Security teams work with tried and tested technical metrics on a daily basis, but at board level these metrics fail. That’s because they measure security activity only. In contrast, boards, executives, and CEOs need to know about the risks their organisations face, how to reduce it, how much this improvement will cost, and if the business is more secure than yesterday. They need to know what the consequences are if it’s breached and valuable data is stolen. Ultimately, their goal is to minimise risks to the business. They have no time nor inclination to learn about the details of security operations.

Traditional metrics such as alert volumes, vulnerabilities patched, logs ingested, and the tools deployed are meaningful to security teams, but they lack context. None of these answer the questions boards are actually asking:

  • Are we at risk?
  • How exposed are we?
  • Are we getting safer over time?
  • What is the potential business impact?

So, from the board’s view, technical metrics are full of superfluous detail; they focus on inputs and outputs rather than outcome. This makes it more difficult for a board to prioritise cyber security over all the other business priorities they need to invest in.

As a result, CISOs can find themselves attempting to bridge the gap between operational data and business risk in real time. Another major challenge is making cyber security risk feel tangible. Cyber risks often remain invisible – until the organisation is breached.

To be effective at board level, security leaders must pivot away from metrics that focus on technical performance to risk-based outcomes. It’s essential to link security activity directly to exposure reduction, resilience, and business impact.

Board-relevant, outcome-focused Key Performance Indicators (KPIs) connect security activity to real business risk and resilience. Four examples of such KPIs that security teams could adopt are:

  1. Microsoft Secure Score
  2. Exposure Score
  3. Cloud Score
  4. Business-Aligned Risk Score / Risk Reduction Over Time.

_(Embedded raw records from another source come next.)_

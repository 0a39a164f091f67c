use flowgraph_ir::ir::intrinsics::{create_binary_arithmetic, operators};
use flowgraph_ir::{
    BlockFlow, BlockParameter, Branch, Constant, FlowGraph, FlowGraphBuilder, Instruction,
    IrConfig, IrType, MethodBody, Parameter, PassPipeline,
};

fn int32() -> IrType {
    IrType::int32()
}

/// `max(a, b)` as a three block graph.
fn max_graph() -> FlowGraph {
    let builder = FlowGraphBuilder::new();
    let entry = builder.entry_point();
    let a = entry.append_parameter(BlockParameter::new(int32(), "a"));
    let b = entry.append_parameter(BlockParameter::new(int32(), "b"));
    let a_is_less = entry.append_instruction(
        create_binary_arithmetic(operators::IS_LESS_THAN, int32(), a.clone(), b.clone()),
        "a_is_less",
    );

    let done = builder.add_basic_block("done");
    let result = done.append_parameter(BlockParameter::new(int32(), "result"));
    done.set_flow(BlockFlow::return_value(Instruction::create_copy(int32(), result)));

    entry.set_flow(BlockFlow::if_else(
        Instruction::create_copy(IrType::Bool, a_is_less.tag().clone()),
        Branch::with_values(done.tag().clone(), [b]),
        Branch::with_values(done.tag().clone(), [a]),
    ));
    builder.to_immutable()
}

fn body(graph: FlowGraph, parameter_count: usize) -> MethodBody {
    MethodBody::new(
        Parameter::new(int32(), "result"),
        None,
        (0..parameter_count)
            .map(|index| Parameter::new(int32(), &format!("p{index}")))
            .collect(),
        graph,
    )
}

#[test]
fn inlining_a_call_and_optimizing_the_result() {
    // entry: x = 3; y = 8; m = <call max>(x, y); return copy(m)
    let builder = FlowGraphBuilder::new();
    let entry = builder.entry_point();
    let x = entry
        .append_instruction(Instruction::create_constant(Constant::int32(3), int32()), "x")
        .tag()
        .clone();
    let y = entry
        .append_instruction(Instruction::create_constant(Constant::int32(8), int32()), "y")
        .tag()
        .clone();
    let call = entry.append_instruction(
        create_binary_arithmetic(operators::ADD, int32(), x.clone(), y.clone()),
        "m",
    );
    entry.set_flow(BlockFlow::return_value(Instruction::create_copy(
        int32(),
        call.tag().clone(),
    )));

    let callee = max_graph();
    call.replace_with_graph_and_arguments(&callee, &[x, y]);
    let inlined = builder.to_immutable();
    assert_eq!(inlined.block_count(), 1 + 1 + callee.block_count());
    assert!(body(inlined.clone(), 0).validate().is_empty());

    let config = IrConfig::from_toml_str(
        r#"
        [pipeline]
        verify_after_each_pass = true
        max_iterations = 8
        "#,
    )
    .expect("config parses");
    let pipeline = PassPipeline::from_config(&config.pipeline).expect("default passes exist");
    let optimized = pipeline
        .optimize(&body(inlined.clone(), 0))
        .expect("optimization keeps the body valid");
    let graph = optimized.implementation;

    // The comparison folds into a jump and only the returned constant survives
    assert!(
        graph
            .basic_blocks()
            .all(|block| !matches!(block.flow(), BlockFlow::Switch(_)))
    );
    assert_eq!(graph.instruction_count(), 1);
    let returned = graph
        .basic_blocks()
        .find_map(|block| match block.flow() {
            BlockFlow::Return(flow) => flow.return_value.as_copy_source().cloned(),
            _ => None,
        })
        .expect("some block still returns");
    let returned = graph.get_instruction(&returned);
    assert_eq!(returned.instruction().as_constant(), Some(&Constant::int32(8)));

    // The unoptimized graph is still intact
    assert!(body(inlined, 0).validate().is_empty());
}

#[test]
fn graphs_can_be_shared_across_threads() {
    let graph = max_graph();
    let handles: Vec<_> = (0..4)
        .map(|_| {
            let graph = graph.clone();
            std::thread::spawn(move || {
                let edited = graph.add_basic_block("extra").into_graph();
                (graph.block_count(), edited.block_count())
            })
        })
        .collect();

    for handle in handles {
        let (before, after) = handle.join().expect("thread finished");
        assert_eq!((before, after), (2, 3));
    }
    assert!(body(graph, 2).validate().is_empty());
}
//! The type and member model that instructions refer to.
//!
//! The graph never resolves types itself. Front ends hand it fully formed
//! `IrType`, `MethodRef` and `FieldRef` values and backends read them back.
//! `MemberMapping` is the one place where the graph rewrites them, for example
//! when a generic body is specialized.

use rustc_hash::FxHashMap;
use std::fmt;
use std::sync::Arc;

#[derive(Debug, Clone, Copy, PartialEq, Eq, Hash, PartialOrd, Ord)]
pub struct IntSpec {
    pub bits: u8,
    pub signed: bool,
}

impl IntSpec {
    pub const I8: IntSpec = IntSpec::new(8, true);
    pub const I16: IntSpec = IntSpec::new(16, true);
    pub const I32: IntSpec = IntSpec::new(32, true);
    pub const I64: IntSpec = IntSpec::new(64, true);
    pub const U8: IntSpec = IntSpec::new(8, false);
    pub const U16: IntSpec = IntSpec::new(16, false);
    pub const U32: IntSpec = IntSpec::new(32, false);
    pub const U64: IntSpec = IntSpec::new(64, false);

    pub const fn new(bits: u8, signed: bool) -> IntSpec {
        IntSpec { bits, signed }
    }

    pub fn min_value(&self) -> i128 {
        if self.signed {
            -(1i128 << (self.bits - 1))
        } else {
            0
        }
    }

    pub fn max_value(&self) -> i128 {
        if self.signed {
            (1i128 << (self.bits - 1)) - 1
        } else {
            (1i128 << self.bits) - 1
        }
    }

    /// Wraps an arbitrary integer into this spec's range (two's complement).
    pub fn wrap(&self, value: i128) -> i128 {
        let modulus = 1i128 << self.bits;
        let truncated = value.rem_euclid(modulus);
        if self.signed && truncated > self.max_value() {
            truncated - modulus
        } else {
            truncated
        }
    }
}

#[derive(Debug, Clone, Copy, PartialEq, Eq, Hash)]
pub enum PointerKind {
    /// Points into memory the garbage collector does not track (stack slots, interior pointers).
    Transient,
    /// A by-reference pointer that may point into managed objects.
    Reference,
    /// A reference to a managed object on the heap.
    Box,
}

#[derive(Debug, Clone, PartialEq, Eq, Hash)]
pub enum IrType {
    Void,
    Bool,
    Char,
    Int(IntSpec),
    Float32,
    Float64,
    Pointer(Arc<IrType>, PointerKind),
    Named(Arc<str>),
    GenericParameter(Arc<str>),
    GenericInstance {
        definition: Arc<str>,
        arguments: Arc<[IrType]>,
    },
}

impl IrType {
    pub fn int32() -> IrType {
        IrType::Int(IntSpec::I32)
    }

    pub fn int64() -> IrType {
        IrType::Int(IntSpec::I64)
    }

    pub fn named(name: &str) -> IrType {
        IrType::Named(Arc::from(name))
    }

    pub fn pointer_to(&self, kind: PointerKind) -> IrType {
        IrType::Pointer(Arc::new(self.clone()), kind)
    }

    pub fn pointee(&self) -> Option<&IrType> {
        match self {
            IrType::Pointer(element, _) => Some(element),
            _ => None,
        }
    }

    pub fn pointer_kind(&self) -> Option<PointerKind> {
        match self {
            IrType::Pointer(_, kind) => Some(*kind),
            _ => None,
        }
    }

    pub fn int_spec(&self) -> Option<IntSpec> {
        match self {
            IrType::Int(spec) => Some(*spec),
            _ => None,
        }
    }

    pub fn is_numeric(&self) -> bool {
        matches!(self, IrType::Int(_) | IrType::Float32 | IrType::Float64)
    }

    /// Rebuilds this type bottom-up, replacing every component for which
    /// `replace` returns a new type.
    pub fn substitute(&self, replace: &dyn Fn(&IrType) -> Option<IrType>) -> IrType {
        if let Some(replacement) = replace(self) {
            return replacement;
        }

        match self {
            IrType::Pointer(element, kind) => {
                IrType::Pointer(Arc::new(element.substitute(replace)), *kind)
            }
            IrType::GenericInstance {
                definition,
                arguments,
            } => IrType::GenericInstance {
                definition: definition.clone(),
                arguments: arguments.iter().map(|arg| arg.substitute(replace)).collect(),
            },
            _ => self.clone(),
        }
    }
}

impl fmt::Display for IrType {
    fn fmt(&self, f: &mut fmt::Formatter<'_>) -> fmt::Result {
        match self {
            IrType::Void => write!(f, "void"),
            IrType::Bool => write!(f, "bool"),
            IrType::Char => write!(f, "char"),
            IrType::Int(spec) => {
                write!(f, "{}{}", if spec.signed { "int" } else { "uint" }, spec.bits)
            }
            IrType::Float32 => write!(f, "float32"),
            IrType::Float64 => write!(f, "float64"),
            IrType::Pointer(element, kind) => {
                let sigil = match kind {
                    PointerKind::Transient => "*",
                    PointerKind::Reference => "&",
                    PointerKind::Box => "box ",
                };
                write!(f, "{sigil}{element}")
            }
            IrType::Named(name) => write!(f, "{name}"),
            IrType::GenericParameter(name) => write!(f, "'{name}"),
            IrType::GenericInstance {
                definition,
                arguments,
            } => {
                write!(f, "{definition}<")?;
                for (i, arg) in arguments.iter().enumerate() {
                    if i > 0 {
                        write!(f, ", ")?;
                    }
                    write!(f, "{arg}")?;
                }
                write!(f, ">")
            }
        }
    }
}

/// A reference to a method, resolved by the front end.
#[derive(Debug, Clone, PartialEq, Eq, Hash)]
pub struct MethodRef {
    pub name: Arc<str>,
    pub parent_type: IrType,
    pub is_static: bool,
    pub return_type: IrType,
    pub parameter_types: Arc<[IrType]>,
}

impl MethodRef {
    pub fn new_static(
        parent_type: IrType,
        name: &str,
        return_type: IrType,
        parameter_types: Vec<IrType>,
    ) -> MethodRef {
        MethodRef {
            name: Arc::from(name),
            parent_type,
            is_static: true,
            return_type,
            parameter_types: parameter_types.into(),
        }
    }

    pub fn new_instance(
        parent_type: IrType,
        name: &str,
        return_type: IrType,
        parameter_types: Vec<IrType>,
    ) -> MethodRef {
        MethodRef {
            is_static: false,
            ..MethodRef::new_static(parent_type, name, return_type, parameter_types)
        }
    }

    fn map_types(&self, map_type: &dyn Fn(&IrType) -> IrType) -> MethodRef {
        MethodRef {
            name: self.name.clone(),
            parent_type: map_type(&self.parent_type),
            is_static: self.is_static,
            return_type: map_type(&self.return_type),
            parameter_types: self.parameter_types.iter().map(map_type).collect(),
        }
    }
}

impl fmt::Display for MethodRef {
    fn fmt(&self, f: &mut fmt::Formatter<'_>) -> fmt::Result {
        write!(f, "{}::{}", self.parent_type, self.name)
    }
}

#[derive(Debug, Clone, PartialEq, Eq, Hash)]
pub struct FieldRef {
    pub name: Arc<str>,
    pub parent_type: IrType,
    pub field_type: IrType,
    pub is_static: bool,
}

impl FieldRef {
    pub fn new(parent_type: IrType, name: &str, field_type: IrType, is_static: bool) -> FieldRef {
        FieldRef {
            name: Arc::from(name),
            parent_type,
            field_type,
            is_static,
        }
    }
}

impl fmt::Display for FieldRef {
    fn fmt(&self, f: &mut fmt::Formatter<'_>) -> fmt::Result {
        write!(f, "{}::{}", self.parent_type, self.name)
    }
}

/// A method-level parameter (return, `this`, or ordinary).
#[derive(Debug, Clone, PartialEq, Eq, Hash)]
pub struct Parameter {
    pub ty: IrType,
    pub name: Arc<str>,
}

impl Parameter {
    pub fn new(ty: IrType, name: &str) -> Parameter {
        Parameter {
            ty,
            name: Arc::from(name),
        }
    }

    pub fn map(&self, mapping: &MemberMapping) -> Parameter {
        Parameter {
            ty: mapping.map_type(&self.ty),
            name: self.name.clone(),
        }
    }
}

type TypeFn = dyn Fn(&IrType) -> IrType + Send + Sync;
type MethodFn = dyn Fn(&MethodRef) -> MethodRef + Send + Sync;
type FieldFn = dyn Fn(&FieldRef) -> FieldRef + Send + Sync;

/// A substitution applied to every type, method and field in a graph.
#[derive(Clone)]
pub struct MemberMapping {
    map_type: Arc<TypeFn>,
    map_method: Arc<MethodFn>,
    map_field: Arc<FieldFn>,
}

impl MemberMapping {
    pub fn new(
        map_type: impl Fn(&IrType) -> IrType + Send + Sync + 'static,
        map_method: impl Fn(&MethodRef) -> MethodRef + Send + Sync + 'static,
        map_field: impl Fn(&FieldRef) -> FieldRef + Send + Sync + 'static,
    ) -> MemberMapping {
        MemberMapping {
            map_type: Arc::new(map_type),
            map_method: Arc::new(map_method),
            map_field: Arc::new(map_field),
        }
    }

    pub fn identity() -> MemberMapping {
        MemberMapping::new(IrType::clone, MethodRef::clone, FieldRef::clone)
    }

    /// Replaces types structurally, and rewrites the types inside method and
    /// field references to match. Used to specialize generic bodies.
    pub fn from_type_substitution(substitution: FxHashMap<IrType, IrType>) -> MemberMapping {
        let substitution = Arc::new(substitution);

        let types = substitution.clone();
        let map_type = move |ty: &IrType| ty.substitute(&|t| types.get(t).cloned());

        let methods = substitution.clone();
        let map_method = move |method: &MethodRef| {
            method.map_types(&|ty| ty.substitute(&|t| methods.get(t).cloned()))
        };

        let fields = substitution;
        let map_field = move |field: &FieldRef| FieldRef {
            name: field.name.clone(),
            parent_type: field.parent_type.substitute(&|t| fields.get(t).cloned()),
            field_type: field.field_type.substitute(&|t| fields.get(t).cloned()),
            is_static: field.is_static,
        };

        MemberMapping::new(map_type, map_method, map_field)
    }

    pub fn map_type(&self, ty: &IrType) -> IrType {
        (self.map_type)(ty)
    }

    pub fn map_method(&self, method: &MethodRef) -> MethodRef {
        (self.map_method)(method)
    }

    pub fn map_field(&self, field: &FieldRef) -> FieldRef {
        (self.map_field)(field)
    }
}

impl fmt::Debug for MemberMapping {
    fn fmt(&self, f: &mut fmt::Formatter<'_>) -> fmt::Result {
        f.write_str("MemberMapping")
    }
}
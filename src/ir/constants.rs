use crate::ir::types::{IntSpec, IrType, PointerKind};
use std::fmt;
use std::sync::Arc;

/// A compile-time constant carried by a constant instruction.
///
/// Floats are stored as raw bits so constants can be hashed and compared
/// structurally (switch cases are keyed by constants).
#[derive(Debug, Clone, PartialEq, Eq, Hash)]
pub enum Constant {
    Bool(bool),
    Int { value: i128, spec: IntSpec },
    Float32(u32),
    Float64(u64),
    Char(char),
    String(Arc<str>),
    Null,
    /// The zero value of whatever type the instruction produces.
    Default,
}

impl Constant {
    pub fn int(value: i128, spec: IntSpec) -> Constant {
        Constant::Int {
            value: spec.wrap(value),
            spec,
        }
    }

    pub fn int32(value: i32) -> Constant {
        Constant::int(value as i128, IntSpec::I32)
    }

    pub fn float32(value: f32) -> Constant {
        Constant::Float32(value.to_bits())
    }

    pub fn float64(value: f64) -> Constant {
        Constant::Float64(value.to_bits())
    }

    pub fn as_int(&self) -> Option<(i128, IntSpec)> {
        match self {
            Constant::Int { value, spec } => Some((*value, *spec)),
            _ => None,
        }
    }

    pub fn as_bool(&self) -> Option<bool> {
        match self {
            Constant::Bool(value) => Some(*value),
            _ => None,
        }
    }

    pub fn as_f64(&self) -> Option<f64> {
        match self {
            Constant::Float32(bits) => Some(f32::from_bits(*bits) as f64),
            Constant::Float64(bits) => Some(f64::from_bits(*bits)),
            _ => None,
        }
    }

    /// The literal zero value of `ty`. Named and generic types have none.
    pub fn zero_of(ty: &IrType) -> Option<Constant> {
        match ty {
            IrType::Bool => Some(Constant::Bool(false)),
            IrType::Char => Some(Constant::Char('\0')),
            IrType::Int(spec) => Some(Constant::int(0, *spec)),
            IrType::Float32 => Some(Constant::float32(0.0)),
            IrType::Float64 => Some(Constant::float64(0.0)),
            IrType::Pointer(..) => Some(Constant::Null),
            IrType::Void
            | IrType::Named(_)
            | IrType::GenericParameter(_)
            | IrType::GenericInstance { .. } => None,
        }
    }

    /// This constant as a concrete literal of type `ty`, with `Default`
    /// replaced by the zero value of `ty`.
    pub fn resolve_for(&self, ty: &IrType) -> Option<Constant> {
        match self {
            Constant::Default => Constant::zero_of(ty),
            other => Some(other.clone()),
        }
    }

    /// The type a constant naturally has. `Null` and `Default` take theirs from context.
    pub fn natural_type(&self) -> Option<IrType> {
        match self {
            Constant::Bool(_) => Some(IrType::Bool),
            Constant::Int { spec, .. } => Some(IrType::Int(*spec)),
            Constant::Float32(_) => Some(IrType::Float32),
            Constant::Float64(_) => Some(IrType::Float64),
            Constant::Char(_) => Some(IrType::Char),
            Constant::String(_) => Some(IrType::named("string").pointer_to(PointerKind::Box)),
            Constant::Null | Constant::Default => None,
        }
    }
}

impl fmt::Display for Constant {
    fn fmt(&self, f: &mut fmt::Formatter<'_>) -> fmt::Result {
        match self {
            Constant::Bool(value) => write!(f, "{value}"),
            Constant::Int { value, .. } => write!(f, "{value}"),
            Constant::Float32(bits) => write!(f, "{:?}f", f32::from_bits(*bits)),
            Constant::Float64(bits) => write!(f, "{:?}", f64::from_bits(*bits)),
            Constant::Char(value) => write!(f, "{value:?}"),
            Constant::String(value) => write!(f, "{value:?}"),
            Constant::Null => write!(f, "null"),
            Constant::Default => write!(f, "default"),
        }
    }
}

Furthermore, it’s important to provide timely, quality reporting to earn the board’s trust and justify the security budget over time. Poor reporting, on the other hand, can undermine a CISO’s credibility and influence – and potentially jeopardise their chances of securing the budget they need. This is because at board level, reporting is not just about information – it’s about impact.

When security metrics fail to clearly communicate risk and progress, trust can begin to erode. And a lack of clarity can create uncertainty. Boards ask for clarity, certainty, control, and business alignment. And, importantly, they want to know if the organisation is more secure than it was yesterday; they want to see evidence of continuous progress over time. For their part, boards should understand that, ultimately, they are accountable for minimising the cyber risk.

For years, CISOs struggled to make their case in the boardroom. In the last few years, high-profile cyber-attacks and increasing regulatory scrutiny have, however, begun to alert C-suite leaders about the importance of mitigating cyber risk.

To bridge the gap, CISOs must evolve to think beyond technical defences and position themselves as risk advisors and strategic business leaders. They can achieve this by learning the language of finance, communicating risk in monetary values, and positioning cyber security as a critical enabler of business continuity and resilience.

The biggest challenge CISOs face isn’t just securing budget – it’s making sure decision-makers understand why they need it. Boards and executives don’t think in terms of firewalls and threat detection; they care about business continuity, revenue protection and return on investment (ROI).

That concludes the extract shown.